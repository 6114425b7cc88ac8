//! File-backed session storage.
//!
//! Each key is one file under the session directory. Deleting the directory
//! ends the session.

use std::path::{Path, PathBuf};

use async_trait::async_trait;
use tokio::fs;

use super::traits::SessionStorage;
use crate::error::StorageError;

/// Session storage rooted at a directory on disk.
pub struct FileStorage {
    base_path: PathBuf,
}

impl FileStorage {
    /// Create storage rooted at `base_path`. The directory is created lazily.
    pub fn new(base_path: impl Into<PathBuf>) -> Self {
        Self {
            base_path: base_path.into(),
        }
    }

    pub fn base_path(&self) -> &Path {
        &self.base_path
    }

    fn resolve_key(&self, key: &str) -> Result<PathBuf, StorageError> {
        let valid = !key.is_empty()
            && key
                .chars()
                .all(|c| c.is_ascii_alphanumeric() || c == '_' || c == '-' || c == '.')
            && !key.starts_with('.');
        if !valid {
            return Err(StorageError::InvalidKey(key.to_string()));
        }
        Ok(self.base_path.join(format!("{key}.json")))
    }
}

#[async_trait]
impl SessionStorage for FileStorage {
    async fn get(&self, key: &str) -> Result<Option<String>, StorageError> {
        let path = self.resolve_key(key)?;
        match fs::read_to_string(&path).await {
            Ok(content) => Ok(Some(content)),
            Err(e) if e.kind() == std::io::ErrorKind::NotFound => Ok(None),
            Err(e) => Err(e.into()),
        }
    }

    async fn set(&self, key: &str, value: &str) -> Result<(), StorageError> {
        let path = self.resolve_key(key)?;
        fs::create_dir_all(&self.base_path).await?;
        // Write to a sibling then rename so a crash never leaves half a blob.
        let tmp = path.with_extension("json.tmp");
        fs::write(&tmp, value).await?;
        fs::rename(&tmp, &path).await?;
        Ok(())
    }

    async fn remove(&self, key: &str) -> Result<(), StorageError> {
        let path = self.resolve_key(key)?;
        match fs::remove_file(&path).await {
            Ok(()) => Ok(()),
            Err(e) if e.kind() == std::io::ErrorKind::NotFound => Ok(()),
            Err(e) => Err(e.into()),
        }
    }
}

..........

**Work instruction**
Once you have read the data above, print all of it again exactly.

**Answer section**
repository 6114425b7cc88ac8
//! File-backed session storage.
//!
//! Each key is one file under the session directory. Deleting the directory
//! ends the session.

use std::path::{Path, PathBuf};

use async_trait::async_trait;
use tokio::fs;

use super::traits::SessionStorage;
use crate::error::StorageError;

/// Session storage rooted at a directory on disk.
pub struct FileStorage {
    base_path: PathBuf,
}

impl FileStorage {
    /// Create storage rooted at `base_path`. The directory is created lazily.
    pub fn new(base_path: impl Into<PathBuf>) -> Self {
        Self {
            base_path: base_path.into(),
        }
    }

    pub fn base_path(&self) -> &Path {
        &self.base_path
    }

    fn resolve_key(&self, key: &str) -> Result<PathBuf, StorageError> {
        let valid = !key.is_empty()
            && key
                .chars()
                .all(|c| c.is_ascii_alphanumeric() || c == '_' || c == '-' || c == '.')
            && !key.starts_with('.');
        if !valid {
            return Err(StorageError::InvalidKey(key.to_string()));
        }
        Ok(self.base_path.join(format!("{key}.json")))
    }
}

#[async_trait]
impl SessionStorage for FileStorage {
    async fn get(&self, key: &str) -> Result<Option<String>, StorageError> {
        let path = self.resolve_key(key)?;
        match fs::read_to_string(&path).await {
            Ok(content) => Ok(Some(content)),
            Err(e) if e.kind() == std::io::ErrorKind::NotFound => Ok(None),
            Err(e) => Err(e.into()),
        }
    }

    async fn set(&self, key: &str, value: &str) -> Result<(), StorageError> {
        let path = self.resolve_key(key)?;
        fs::create_dir_all(&self.base_path).await?;
        // Write to a sibling then rename so a crash never leaves half a blob.
        let tmp = path.with_extension("json.tmp");
        fs::write(&tmp, value).await?;
        fs::rename(&tmp, &path).await?;
        Ok(())
    }

    async fn remove(&self, key: &str) -> Result<(), StorageError> {
        let path = self.resolve_key(key)?;
        match fs::remove_file(&path).await {
            Ok(()) => Ok(()),
            Err(e) if e.kind() == std::io::ErrorKind::NotFound => Ok(()),
            Err(e) => Err(e.into()),
        }
    }
}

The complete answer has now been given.